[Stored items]
----

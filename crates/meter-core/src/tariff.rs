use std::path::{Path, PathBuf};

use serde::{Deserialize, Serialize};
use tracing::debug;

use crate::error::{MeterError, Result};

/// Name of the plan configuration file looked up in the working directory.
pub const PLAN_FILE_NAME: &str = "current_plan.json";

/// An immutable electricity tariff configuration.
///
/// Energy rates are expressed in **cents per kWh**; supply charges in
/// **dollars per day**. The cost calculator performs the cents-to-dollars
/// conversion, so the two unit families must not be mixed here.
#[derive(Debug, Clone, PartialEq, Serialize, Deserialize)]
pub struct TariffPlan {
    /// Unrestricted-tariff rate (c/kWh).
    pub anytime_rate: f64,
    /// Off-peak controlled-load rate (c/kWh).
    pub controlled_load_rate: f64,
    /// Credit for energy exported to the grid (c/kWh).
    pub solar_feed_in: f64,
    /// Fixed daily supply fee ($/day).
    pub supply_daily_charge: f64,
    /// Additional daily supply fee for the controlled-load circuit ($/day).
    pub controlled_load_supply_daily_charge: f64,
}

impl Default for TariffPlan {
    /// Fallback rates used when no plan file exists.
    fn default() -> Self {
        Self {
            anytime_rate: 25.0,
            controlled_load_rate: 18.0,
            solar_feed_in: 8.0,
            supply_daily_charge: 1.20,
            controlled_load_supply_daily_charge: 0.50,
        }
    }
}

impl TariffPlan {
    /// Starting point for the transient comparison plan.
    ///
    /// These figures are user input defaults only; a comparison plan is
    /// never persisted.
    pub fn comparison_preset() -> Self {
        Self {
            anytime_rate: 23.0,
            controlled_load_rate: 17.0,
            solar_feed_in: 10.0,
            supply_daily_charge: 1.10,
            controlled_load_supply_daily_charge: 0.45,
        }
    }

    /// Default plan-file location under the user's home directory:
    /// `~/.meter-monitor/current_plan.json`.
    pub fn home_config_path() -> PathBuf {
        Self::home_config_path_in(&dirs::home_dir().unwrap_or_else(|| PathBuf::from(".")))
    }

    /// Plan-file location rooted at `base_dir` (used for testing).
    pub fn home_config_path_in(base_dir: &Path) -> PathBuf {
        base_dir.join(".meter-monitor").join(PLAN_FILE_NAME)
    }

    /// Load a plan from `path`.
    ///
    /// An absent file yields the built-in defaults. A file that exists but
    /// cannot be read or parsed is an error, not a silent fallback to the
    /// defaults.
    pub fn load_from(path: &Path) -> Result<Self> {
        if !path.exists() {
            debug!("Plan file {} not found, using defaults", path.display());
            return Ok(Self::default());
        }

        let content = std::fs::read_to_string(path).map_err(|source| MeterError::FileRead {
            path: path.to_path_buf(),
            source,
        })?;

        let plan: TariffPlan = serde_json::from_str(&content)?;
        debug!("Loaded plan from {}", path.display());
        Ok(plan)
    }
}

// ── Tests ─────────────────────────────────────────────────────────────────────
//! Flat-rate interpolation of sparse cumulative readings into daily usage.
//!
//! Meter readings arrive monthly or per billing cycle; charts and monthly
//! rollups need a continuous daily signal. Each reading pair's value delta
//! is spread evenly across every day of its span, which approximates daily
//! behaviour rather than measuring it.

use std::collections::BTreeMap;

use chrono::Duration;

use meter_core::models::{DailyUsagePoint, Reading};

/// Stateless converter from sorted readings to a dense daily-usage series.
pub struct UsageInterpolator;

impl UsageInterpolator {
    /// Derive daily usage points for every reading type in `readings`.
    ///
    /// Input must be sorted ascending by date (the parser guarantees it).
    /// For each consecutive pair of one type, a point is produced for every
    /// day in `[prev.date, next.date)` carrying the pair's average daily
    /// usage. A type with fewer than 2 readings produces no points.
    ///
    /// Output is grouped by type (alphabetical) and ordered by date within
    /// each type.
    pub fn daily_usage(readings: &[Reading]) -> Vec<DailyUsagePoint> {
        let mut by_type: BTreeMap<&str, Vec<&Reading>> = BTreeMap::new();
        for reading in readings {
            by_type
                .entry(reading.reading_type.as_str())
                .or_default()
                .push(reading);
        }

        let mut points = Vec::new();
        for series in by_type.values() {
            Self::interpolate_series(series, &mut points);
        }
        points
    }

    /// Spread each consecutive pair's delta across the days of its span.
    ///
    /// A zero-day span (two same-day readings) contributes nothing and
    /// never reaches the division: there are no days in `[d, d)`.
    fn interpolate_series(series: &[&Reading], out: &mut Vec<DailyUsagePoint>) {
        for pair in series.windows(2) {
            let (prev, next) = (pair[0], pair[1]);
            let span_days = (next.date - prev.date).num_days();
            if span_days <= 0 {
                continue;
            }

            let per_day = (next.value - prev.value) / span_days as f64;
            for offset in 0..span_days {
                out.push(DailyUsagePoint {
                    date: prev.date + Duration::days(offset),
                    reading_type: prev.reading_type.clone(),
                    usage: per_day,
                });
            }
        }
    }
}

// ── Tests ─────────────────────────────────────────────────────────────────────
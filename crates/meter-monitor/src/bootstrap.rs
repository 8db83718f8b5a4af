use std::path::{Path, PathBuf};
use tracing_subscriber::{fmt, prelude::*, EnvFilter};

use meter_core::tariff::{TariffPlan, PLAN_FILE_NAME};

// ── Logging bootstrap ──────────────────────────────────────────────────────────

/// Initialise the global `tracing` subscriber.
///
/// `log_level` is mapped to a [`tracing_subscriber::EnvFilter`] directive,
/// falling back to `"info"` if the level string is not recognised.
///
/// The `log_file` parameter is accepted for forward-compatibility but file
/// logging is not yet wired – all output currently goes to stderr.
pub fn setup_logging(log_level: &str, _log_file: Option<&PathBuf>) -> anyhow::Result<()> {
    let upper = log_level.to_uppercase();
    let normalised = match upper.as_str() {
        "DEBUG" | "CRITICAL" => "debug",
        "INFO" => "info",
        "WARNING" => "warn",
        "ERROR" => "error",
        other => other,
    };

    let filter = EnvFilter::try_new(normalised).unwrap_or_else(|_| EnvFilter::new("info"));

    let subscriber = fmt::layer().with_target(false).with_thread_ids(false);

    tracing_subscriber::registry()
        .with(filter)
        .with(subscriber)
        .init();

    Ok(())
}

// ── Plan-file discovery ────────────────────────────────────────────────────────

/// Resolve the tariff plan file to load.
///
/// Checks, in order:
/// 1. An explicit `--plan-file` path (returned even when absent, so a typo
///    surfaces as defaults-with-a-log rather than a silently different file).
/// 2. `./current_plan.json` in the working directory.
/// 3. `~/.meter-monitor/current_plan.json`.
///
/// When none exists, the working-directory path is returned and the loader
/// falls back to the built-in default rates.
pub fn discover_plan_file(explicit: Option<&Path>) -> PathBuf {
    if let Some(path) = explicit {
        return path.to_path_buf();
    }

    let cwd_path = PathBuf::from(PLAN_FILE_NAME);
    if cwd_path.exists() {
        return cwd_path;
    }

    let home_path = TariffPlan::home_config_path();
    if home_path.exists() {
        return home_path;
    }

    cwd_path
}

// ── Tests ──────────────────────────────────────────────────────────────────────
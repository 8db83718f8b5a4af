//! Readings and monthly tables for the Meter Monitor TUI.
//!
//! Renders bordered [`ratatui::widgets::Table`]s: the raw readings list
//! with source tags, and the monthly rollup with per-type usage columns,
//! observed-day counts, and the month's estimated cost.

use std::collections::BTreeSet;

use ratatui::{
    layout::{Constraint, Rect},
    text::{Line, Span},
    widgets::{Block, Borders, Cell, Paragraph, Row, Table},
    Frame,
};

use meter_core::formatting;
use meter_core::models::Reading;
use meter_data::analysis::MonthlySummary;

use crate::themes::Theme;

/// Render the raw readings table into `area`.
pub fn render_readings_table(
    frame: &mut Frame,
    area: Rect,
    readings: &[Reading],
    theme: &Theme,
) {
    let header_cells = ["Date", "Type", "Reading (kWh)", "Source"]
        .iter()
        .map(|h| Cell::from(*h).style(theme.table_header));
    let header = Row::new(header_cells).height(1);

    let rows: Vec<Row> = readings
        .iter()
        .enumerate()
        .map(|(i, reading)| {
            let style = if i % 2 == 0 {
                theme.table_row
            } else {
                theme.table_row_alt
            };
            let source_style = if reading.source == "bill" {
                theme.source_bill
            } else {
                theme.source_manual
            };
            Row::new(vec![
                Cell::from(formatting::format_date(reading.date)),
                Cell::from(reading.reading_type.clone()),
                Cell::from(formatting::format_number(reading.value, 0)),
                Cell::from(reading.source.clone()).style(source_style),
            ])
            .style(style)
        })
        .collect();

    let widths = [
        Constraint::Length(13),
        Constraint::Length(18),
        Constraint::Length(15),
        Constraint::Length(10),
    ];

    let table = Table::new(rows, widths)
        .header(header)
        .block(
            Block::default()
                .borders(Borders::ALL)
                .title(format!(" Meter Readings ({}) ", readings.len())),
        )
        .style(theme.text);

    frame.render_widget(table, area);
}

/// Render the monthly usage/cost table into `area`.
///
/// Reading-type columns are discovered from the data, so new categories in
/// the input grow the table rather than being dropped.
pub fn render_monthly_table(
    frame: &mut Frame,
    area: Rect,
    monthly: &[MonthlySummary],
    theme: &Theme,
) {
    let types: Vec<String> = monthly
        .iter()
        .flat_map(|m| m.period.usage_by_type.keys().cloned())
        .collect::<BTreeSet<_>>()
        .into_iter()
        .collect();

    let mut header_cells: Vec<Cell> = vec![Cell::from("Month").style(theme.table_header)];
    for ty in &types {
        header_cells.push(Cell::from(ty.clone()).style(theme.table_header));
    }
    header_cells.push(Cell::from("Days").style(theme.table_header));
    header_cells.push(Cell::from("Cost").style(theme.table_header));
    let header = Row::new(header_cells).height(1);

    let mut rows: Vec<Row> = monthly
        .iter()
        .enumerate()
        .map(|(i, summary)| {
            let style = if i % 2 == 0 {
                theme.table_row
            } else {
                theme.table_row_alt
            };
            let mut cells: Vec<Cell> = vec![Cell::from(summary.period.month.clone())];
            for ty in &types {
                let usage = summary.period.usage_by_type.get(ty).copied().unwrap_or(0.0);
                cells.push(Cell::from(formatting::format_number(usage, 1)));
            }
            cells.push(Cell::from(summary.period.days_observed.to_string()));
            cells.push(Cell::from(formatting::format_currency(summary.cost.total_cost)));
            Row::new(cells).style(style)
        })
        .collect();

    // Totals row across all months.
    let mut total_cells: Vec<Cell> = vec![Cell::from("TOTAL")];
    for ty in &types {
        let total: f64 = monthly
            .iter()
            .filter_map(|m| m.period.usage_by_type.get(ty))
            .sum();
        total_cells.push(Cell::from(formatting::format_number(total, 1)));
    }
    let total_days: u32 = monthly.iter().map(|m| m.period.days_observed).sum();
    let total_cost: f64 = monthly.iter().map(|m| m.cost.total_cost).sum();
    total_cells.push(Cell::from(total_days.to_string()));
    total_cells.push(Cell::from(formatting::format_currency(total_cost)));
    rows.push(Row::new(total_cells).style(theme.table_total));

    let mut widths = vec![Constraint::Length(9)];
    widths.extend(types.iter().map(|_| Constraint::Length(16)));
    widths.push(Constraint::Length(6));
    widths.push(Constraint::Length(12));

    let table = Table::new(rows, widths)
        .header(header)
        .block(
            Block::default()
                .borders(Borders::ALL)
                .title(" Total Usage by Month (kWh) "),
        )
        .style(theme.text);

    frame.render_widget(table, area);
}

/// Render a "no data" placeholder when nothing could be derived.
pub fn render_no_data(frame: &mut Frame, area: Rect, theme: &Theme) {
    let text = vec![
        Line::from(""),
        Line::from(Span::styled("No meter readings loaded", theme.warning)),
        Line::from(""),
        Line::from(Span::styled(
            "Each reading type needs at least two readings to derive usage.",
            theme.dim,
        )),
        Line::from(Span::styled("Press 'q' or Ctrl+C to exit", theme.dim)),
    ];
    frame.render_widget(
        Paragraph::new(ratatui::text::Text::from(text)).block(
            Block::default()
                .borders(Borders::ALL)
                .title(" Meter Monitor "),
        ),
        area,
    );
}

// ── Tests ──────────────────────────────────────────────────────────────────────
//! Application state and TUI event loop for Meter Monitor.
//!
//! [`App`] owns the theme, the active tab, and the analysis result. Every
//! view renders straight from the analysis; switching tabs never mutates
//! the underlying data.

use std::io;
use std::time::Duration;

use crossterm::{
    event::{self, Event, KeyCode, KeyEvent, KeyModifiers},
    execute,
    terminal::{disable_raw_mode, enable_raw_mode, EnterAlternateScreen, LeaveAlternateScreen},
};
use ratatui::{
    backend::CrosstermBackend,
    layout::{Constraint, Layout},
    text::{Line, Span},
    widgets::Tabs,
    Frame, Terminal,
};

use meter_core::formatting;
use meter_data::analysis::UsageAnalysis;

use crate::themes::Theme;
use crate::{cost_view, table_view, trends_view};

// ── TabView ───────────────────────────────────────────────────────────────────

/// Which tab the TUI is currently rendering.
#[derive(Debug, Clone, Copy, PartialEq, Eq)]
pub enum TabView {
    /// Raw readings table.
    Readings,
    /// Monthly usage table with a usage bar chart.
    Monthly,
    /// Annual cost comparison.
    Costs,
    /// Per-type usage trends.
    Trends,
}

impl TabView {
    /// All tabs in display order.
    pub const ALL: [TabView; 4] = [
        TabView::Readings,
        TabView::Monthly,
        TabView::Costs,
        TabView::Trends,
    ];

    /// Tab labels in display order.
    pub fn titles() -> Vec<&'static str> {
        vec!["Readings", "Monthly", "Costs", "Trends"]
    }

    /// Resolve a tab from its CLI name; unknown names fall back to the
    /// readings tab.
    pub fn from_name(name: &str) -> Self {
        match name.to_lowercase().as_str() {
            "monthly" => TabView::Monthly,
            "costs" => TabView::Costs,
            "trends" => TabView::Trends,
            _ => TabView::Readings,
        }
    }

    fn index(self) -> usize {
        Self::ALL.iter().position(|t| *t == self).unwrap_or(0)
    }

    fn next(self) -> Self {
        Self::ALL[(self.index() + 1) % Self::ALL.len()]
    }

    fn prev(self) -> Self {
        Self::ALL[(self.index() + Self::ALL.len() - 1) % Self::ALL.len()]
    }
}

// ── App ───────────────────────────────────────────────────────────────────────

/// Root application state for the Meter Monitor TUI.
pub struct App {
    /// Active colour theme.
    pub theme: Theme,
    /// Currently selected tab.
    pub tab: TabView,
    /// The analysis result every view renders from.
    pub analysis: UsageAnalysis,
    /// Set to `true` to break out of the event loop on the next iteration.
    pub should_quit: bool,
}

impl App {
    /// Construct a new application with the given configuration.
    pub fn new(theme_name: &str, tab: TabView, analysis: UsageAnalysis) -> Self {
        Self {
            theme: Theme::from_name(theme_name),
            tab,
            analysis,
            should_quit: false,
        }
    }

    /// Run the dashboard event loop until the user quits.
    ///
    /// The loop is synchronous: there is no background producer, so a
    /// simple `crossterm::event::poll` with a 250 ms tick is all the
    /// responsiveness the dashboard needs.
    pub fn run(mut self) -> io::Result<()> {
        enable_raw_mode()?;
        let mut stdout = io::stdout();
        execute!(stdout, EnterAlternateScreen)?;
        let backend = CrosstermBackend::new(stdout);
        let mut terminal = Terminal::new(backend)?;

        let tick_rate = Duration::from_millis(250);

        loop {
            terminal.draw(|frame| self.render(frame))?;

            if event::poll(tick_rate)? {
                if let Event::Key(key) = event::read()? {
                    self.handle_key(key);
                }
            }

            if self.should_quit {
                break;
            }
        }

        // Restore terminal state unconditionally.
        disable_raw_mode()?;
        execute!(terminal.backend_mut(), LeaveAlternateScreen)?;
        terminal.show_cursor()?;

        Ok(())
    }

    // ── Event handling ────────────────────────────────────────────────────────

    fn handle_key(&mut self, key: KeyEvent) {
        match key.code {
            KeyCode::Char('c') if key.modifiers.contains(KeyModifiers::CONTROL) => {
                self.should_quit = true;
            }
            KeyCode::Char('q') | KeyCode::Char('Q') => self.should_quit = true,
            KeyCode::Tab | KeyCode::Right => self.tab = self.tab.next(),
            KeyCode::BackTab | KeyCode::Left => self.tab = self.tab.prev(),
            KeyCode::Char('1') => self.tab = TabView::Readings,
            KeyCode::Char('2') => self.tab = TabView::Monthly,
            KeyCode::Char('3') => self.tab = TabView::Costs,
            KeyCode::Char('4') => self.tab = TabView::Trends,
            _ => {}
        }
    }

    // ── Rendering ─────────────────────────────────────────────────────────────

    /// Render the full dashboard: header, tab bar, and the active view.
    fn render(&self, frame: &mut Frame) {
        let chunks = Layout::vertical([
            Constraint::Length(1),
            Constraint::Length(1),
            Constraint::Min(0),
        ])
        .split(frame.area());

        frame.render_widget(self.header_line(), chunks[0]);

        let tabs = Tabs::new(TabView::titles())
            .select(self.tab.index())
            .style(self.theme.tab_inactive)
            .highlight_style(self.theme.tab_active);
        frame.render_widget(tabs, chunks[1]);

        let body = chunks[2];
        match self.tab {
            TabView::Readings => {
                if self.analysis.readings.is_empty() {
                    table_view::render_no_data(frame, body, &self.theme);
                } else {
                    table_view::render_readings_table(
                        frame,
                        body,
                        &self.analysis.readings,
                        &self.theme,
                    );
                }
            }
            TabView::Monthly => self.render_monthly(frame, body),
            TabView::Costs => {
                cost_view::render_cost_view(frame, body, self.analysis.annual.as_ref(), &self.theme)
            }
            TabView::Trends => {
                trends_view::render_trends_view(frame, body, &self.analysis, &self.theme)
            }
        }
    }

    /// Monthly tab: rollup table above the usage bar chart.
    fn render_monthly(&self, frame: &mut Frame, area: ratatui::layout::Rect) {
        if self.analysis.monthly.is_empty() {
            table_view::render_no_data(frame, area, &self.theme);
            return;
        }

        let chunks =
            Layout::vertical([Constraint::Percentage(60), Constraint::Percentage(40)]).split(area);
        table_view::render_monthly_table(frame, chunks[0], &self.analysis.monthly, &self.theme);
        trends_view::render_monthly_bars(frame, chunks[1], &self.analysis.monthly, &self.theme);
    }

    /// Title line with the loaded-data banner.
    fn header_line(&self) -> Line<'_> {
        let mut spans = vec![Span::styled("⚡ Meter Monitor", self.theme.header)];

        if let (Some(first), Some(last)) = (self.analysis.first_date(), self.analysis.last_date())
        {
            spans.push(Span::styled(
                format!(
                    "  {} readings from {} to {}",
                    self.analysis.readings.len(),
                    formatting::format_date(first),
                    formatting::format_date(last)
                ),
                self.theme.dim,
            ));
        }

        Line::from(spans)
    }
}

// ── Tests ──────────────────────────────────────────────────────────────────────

----

__Task__
The response must consist of the lines above, from the first one through the line containing "pub fn home_config_path_in(base_dir: &Path)", reproduced exactly.

__Solution to this problem__
filename crates/meter-core/src/tariff.rs
use std::path::{Path, PathBuf};

use serde::{Deserialize, Serialize};
use tracing::debug;

use crate::error::{MeterError, Result};

/// Name of the plan configuration file looked up in the working directory.
pub const PLAN_FILE_NAME: &str = "current_plan.json";

/// An immutable electricity tariff configuration.
///
/// Energy rates are expressed in **cents per kWh**; supply charges in
/// **dollars per day**. The cost calculator performs the cents-to-dollars
/// conversion, so the two unit families must not be mixed here.
#[derive(Debug, Clone, PartialEq, Serialize, Deserialize)]
pub struct TariffPlan {
    /// Unrestricted-tariff rate (c/kWh).
    pub anytime_rate: f64,
    /// Off-peak controlled-load rate (c/kWh).
    pub controlled_load_rate: f64,
    /// Credit for energy exported to the grid (c/kWh).
    pub solar_feed_in: f64,
    /// Fixed daily supply fee ($/day).
    pub supply_daily_charge: f64,
    /// Additional daily supply fee for the controlled-load circuit ($/day).
    pub controlled_load_supply_daily_charge: f64,
}

impl Default for TariffPlan {
    /// Fallback rates used when no plan file exists.
    fn default() -> Self {
        Self {
            anytime_rate: 25.0,
            controlled_load_rate: 18.0,
            solar_feed_in: 8.0,
            supply_daily_charge: 1.20,
            controlled_load_supply_daily_charge: 0.50,
        }
    }
}

impl TariffPlan {
    /// Starting point for the transient comparison plan.
    ///
    /// These figures are user input defaults only; a comparison plan is
    /// never persisted.
    pub fn comparison_preset() -> Self {
        Self {
            anytime_rate: 23.0,
            controlled_load_rate: 17.0,
            solar_feed_in: 10.0,
            supply_daily_charge: 1.10,
            controlled_load_supply_daily_charge: 0.45,
        }
    }

    /// Default plan-file location under the user's home directory:
    /// `~/.meter-monitor/current_plan.json`.
    pub fn home_config_path() -> PathBuf {
        Self::home_config_path_in(&dirs::home_dir().unwrap_or_else(|| PathBuf::from(".")))
    }

    /// Plan-file location rooted at `base_dir` (used for testing).
    pub fn home_config_path_in(base_dir: &Path) -> PathBuf {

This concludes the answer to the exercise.